> _Exercise details_
Type out the listing again, exactly, with every line included.

> _Input for this task_
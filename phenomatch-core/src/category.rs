use serde::{Deserialize, Serialize};
use std::fmt;
use std::str::FromStr;

use crate::error::{Error, Result};

/// Predictions at or above this confidence are accepted without asking.
pub const AUTO_ACCEPT_CONFIDENCE: f32 = 0.5;

/// Which of an entry's two stored embeddings (and image variant) applies.
#[derive(Debug, Clone, Copy, PartialEq, Eq, Hash, Serialize, Deserialize)]
#[serde(rename_all = "lowercase")]
pub enum Category {
    Male,
    Female,
}

impl Category {
    /// Index into an entry's stored embeddings.
    pub fn slot(self) -> usize {
        match self {
            Category::Male => 0,
            Category::Female => 1,
        }
    }

    /// Suffix used in image filenames.
    pub fn suffix(self) -> char {
        match self {
            Category::Male => 'm',
            Category::Female => 'f',
        }
    }

    pub fn opposite(self) -> Self {
        match self {
            Category::Male => Category::Female,
            Category::Female => Category::Male,
        }
    }

    pub fn label(self) -> &'static str {
        match self {
            Category::Male => "male",
            Category::Female => "female",
        }
    }
}

impl fmt::Display for Category {
    fn fmt(&self, f: &mut fmt::Formatter<'_>) -> fmt::Result {
        f.write_str(match self {
            Category::Male => "Male",
            Category::Female => "Female",
        })
    }
}

impl FromStr for Category {
    type Err = String;

    fn from_str(s: &str) -> std::result::Result<Self, Self::Err> {
        match s.trim().to_ascii_lowercase().as_str() {
            "male" | "m" => Ok(Category::Male),
            "female" | "f" => Ok(Category::Female),
            other => Err(format!("unknown category label: {other}")),
        }
    }
}

/// Asks the user whether a low-confidence prediction is right.
pub trait Confirm {
    fn confirm(&mut self, predicted: Category, confidence: f32) -> std::io::Result<bool>;
}

impl<F> Confirm for F
where
    F: FnMut(Category, f32) -> std::io::Result<bool>,
{
    fn confirm(&mut self, predicted: Category, confidence: f32) -> std::io::Result<bool> {
        self(predicted, confidence)
    }
}

pub fn prompt_text(predicted: Category, confidence: f32) -> String {
    format!(
        "The program thinks you are {} with {}% confidence. Is this correct?",
        predicted.label(),
        (confidence * 100.0).round()
    )
}

#[derive(Debug, Clone, Copy, PartialEq)]
pub struct CategoryGate {
    pub auto_accept: f32,
}

impl Default for CategoryGate {
    fn default() -> Self {
        Self {
            auto_accept: AUTO_ACCEPT_CONFIDENCE,
        }
    }
}

impl CategoryGate {
    /// Accept a confident prediction, otherwise ask and invert on rejection.
    pub fn resolve(
        &self,
        predicted: Category,
        confidence: f32,
        confirm: &mut dyn Confirm,
    ) -> Result<Category> {
        if confidence >= self.auto_accept {
            log::debug!("auto-accepted {} at {:.3}", predicted, confidence);
            return Ok(predicted);
        }
        let accepted = confirm
            .confirm(predicted, confidence)
            .map_err(Error::Prompt)?;
        if accepted {
            Ok(predicted)
        } else {
            log::info!("prediction {} rejected, using {}", predicted, predicted.opposite());
            Ok(predicted.opposite())
        }
    }
}

/// [`CategoryGate::resolve`] with the default threshold.
pub fn confirm_or_invert(
    predicted: Category,
    confidence: f32,
    confirm: &mut dyn Confirm,
) -> Result<Category> {
    CategoryGate::default().resolve(predicted, confidence, confirm)
}

#[cfg(test)]
mod tests {
    use super::*;

    fn never_asked(_: Category, _: f32) -> std::io::Result<bool> {
        panic!("prompt should not be shown");
    }

    #[test]
    fn test_auto_accept_at_threshold() {
        let got = confirm_or_invert(Category::Female, 0.5, &mut never_asked).unwrap();
        assert_eq!(got, Category::Female);
    }

    #[test]
    fn test_low_confidence_accepted() {
        let mut asked = 0;
        let mut yes = |_: Category, _: f32| -> std::io::Result<bool> {
            asked += 1;
            Ok(true)
        };
        let got = confirm_or_invert(Category::Male, 0.49, &mut yes).unwrap();
        assert_eq!(got, Category::Male);
        assert_eq!(asked, 1);
    }

    #[test]
    fn test_low_confidence_rejected_inverts() {
        let mut no = |_: Category, _: f32| -> std::io::Result<bool> { Ok(false) };
        let got = confirm_or_invert(Category::Male, 0.2, &mut no).unwrap();
        assert_eq!(got, Category::Female);
    }

    #[test]
    fn test_nan_confidence_asks() {
        let mut no = |_: Category, _: f32| -> std::io::Result<bool> { Ok(false) };
        let got = confirm_or_invert(Category::Female, f32::NAN, &mut no).unwrap();
        assert_eq!(got, Category::Male);
    }

    #[test]
    fn test_prompt_failure() {
        let mut broken = |_: Category, _: f32| -> std::io::Result<bool> {
            Err(std::io::Error::new(std::io::ErrorKind::Other, "closed"))
        };
        let err = confirm_or_invert(Category::Male, 0.1, &mut broken).unwrap_err();
        assert!(matches!(err, Error::Prompt(_)));
    }

    #[test]
    fn test_parse_and_suffix() {
        assert_eq!("Female".parse::<Category>().unwrap(), Category::Female);
        assert_eq!("m".parse::<Category>().unwrap().suffix(), 'm');
        assert!("other".parse::<Category>().is_err());
        assert_eq!(
            prompt_text(Category::Male, 0.424),
            "The program thinks you are male with 42% confidence. Is this correct?"
        );
    }
}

> _Response area_
filename phenomatch-core/src/category.rs
use serde::{Deserialize, Serialize};
use std::fmt;
use std::str::FromStr;

use crate::error::{Error, Result};

/// Predictions at or above this confidence are accepted without asking.
pub const AUTO_ACCEPT_CONFIDENCE: f32 = 0.5;

/// Which of an entry's two stored embeddings (and image variant) applies.
#[derive(Debug, Clone, Copy, PartialEq, Eq, Hash, Serialize, Deserialize)]
#[serde(rename_all = "lowercase")]
pub enum Category {
    Male,
    Female,
}

impl Category {
    /// Index into an entry's stored embeddings.
    pub fn slot(self) -> usize {
        match self {
            Category::Male => 0,
            Category::Female => 1,
        }
    }

    /// Suffix used in image filenames.
    pub fn suffix(self) -> char {
        match self {
            Category::Male => 'm',
            Category::Female => 'f',
        }
    }

    pub fn opposite(self) -> Self {
        match self {
            Category::Male => Category::Female,
            Category::Female => Category::Male,
        }
    }

    pub fn label(self) -> &'static str {
        match self {
            Category::Male => "male",
            Category::Female => "female",
        }
    }
}

impl fmt::Display for Category {
    fn fmt(&self, f: &mut fmt::Formatter<'_>) -> fmt::Result {
        f.write_str(match self {
            Category::Male => "Male",
            Category::Female => "Female",
        })
    }
}

impl FromStr for Category {
    type Err = String;

    fn from_str(s: &str) -> std::result::Result<Self, Self::Err> {
        match s.trim().to_ascii_lowercase().as_str() {
            "male" | "m" => Ok(Category::Male),
            "female" | "f" => Ok(Category::Female),
            other => Err(format!("unknown category label: {other}")),
        }
    }
}

/// Asks the user whether a low-confidence prediction is right.
pub trait Confirm {
    fn confirm(&mut self, predicted: Category, confidence: f32) -> std::io::Result<bool>;
}

impl<F> Confirm for F
where
    F: FnMut(Category, f32) -> std::io::Result<bool>,
{
    fn confirm(&mut self, predicted: Category, confidence: f32) -> std::io::Result<bool> {
        self(predicted, confidence)
    }
}

pub fn prompt_text(predicted: Category, confidence: f32) -> String {
    format!(
        "The program thinks you are {} with {}% confidence. Is this correct?",
        predicted.label(),
        (confidence * 100.0).round()
    )
}

#[derive(Debug, Clone, Copy, PartialEq)]
pub struct CategoryGate {
    pub auto_accept: f32,
}

impl Default for CategoryGate {
    fn default() -> Self {
        Self {
            auto_accept: AUTO_ACCEPT_CONFIDENCE,
        }
    }
}

impl CategoryGate {
    /// Accept a confident prediction, otherwise ask and invert on rejection.
    pub fn resolve(
        &self,
        predicted: Category,
        confidence: f32,
        confirm: &mut dyn Confirm,
    ) -> Result<Category> {
        if confidence >= self.auto_accept {
            log::debug!("auto-accepted {} at {:.3}", predicted, confidence);
            return Ok(predicted);
        }
        let accepted = confirm
            .confirm(predicted, confidence)
            .map_err(Error::Prompt)?;
        if accepted {
            Ok(predicted)
        } else {
            log::info!("prediction {} rejected, using {}", predicted, predicted.opposite());
            Ok(predicted.opposite())
        }
    }
}

/// [`CategoryGate::resolve`] with the default threshold.
pub fn confirm_or_invert(
    predicted: Category,
    confidence: f32,
    confirm: &mut dyn Confirm,
) -> Result<Category> {
    CategoryGate::default().resolve(predicted, confidence, confirm)
}

#[cfg(test)]
mod tests {
    use super::*;

    fn never_asked(_: Category, _: f32) -> std::io::Result<bool> {
        panic!("prompt should not be shown");
    }

    #[test]
    fn test_auto_accept_at_threshold() {
        let got = confirm_or_invert(Category::Female, 0.5, &mut never_asked).unwrap();
        assert_eq!(got, Category::Female);
    }

    #[test]
    fn test_low_confidence_accepted() {
        let mut asked = 0;
        let mut yes = |_: Category, _: f32| -> std::io::Result<bool> {
            asked += 1;
            Ok(true)
        };
        let got = confirm_or_invert(Category::Male, 0.49, &mut yes).unwrap();
        assert_eq!(got, Category::Male);
        assert_eq!(asked, 1);
    }

    #[test]
    fn test_low_confidence_rejected_inverts() {
        let mut no = |_: Category, _: f32| -> std::io::Result<bool> { Ok(false) };
        let got = confirm_or_invert(Category::Male, 0.2, &mut no).unwrap();
        assert_eq!(got, Category::Female);
    }

    #[test]
    fn test_nan_confidence_asks() {
        let mut no = |_: Category, _: f32| -> std::io::Result<bool> { Ok(false) };
        let got = confirm_or_invert(Category::Female, f32::NAN, &mut no).unwrap();
        assert_eq!(got, Category::Male);
    }

    #[test]
    fn test_prompt_failure() {
        let mut broken = |_: Category, _: f32| -> std::io::Result<bool> {
            Err(std::io::Error::new(std::io::ErrorKind::Other, "closed"))
        };
        let err = confirm_or_invert(Category::Male, 0.1, &mut broken).unwrap_err();
        assert!(matches!(err, Error::Prompt(_)));
    }

    #[test]
    fn test_parse_and_suffix() {
        assert_eq!("Female".parse::<Category>().unwrap(), Category::Female);
        assert_eq!("m".parse::<Category>().unwrap().suffix(), 'm');
        assert!("other".parse::<Category>().is_err());
        assert_eq!(
            prompt_text(Category::Male, 0.424),
            "The program thinks you are male with 42% confidence. Is this correct?"
        );
    }
}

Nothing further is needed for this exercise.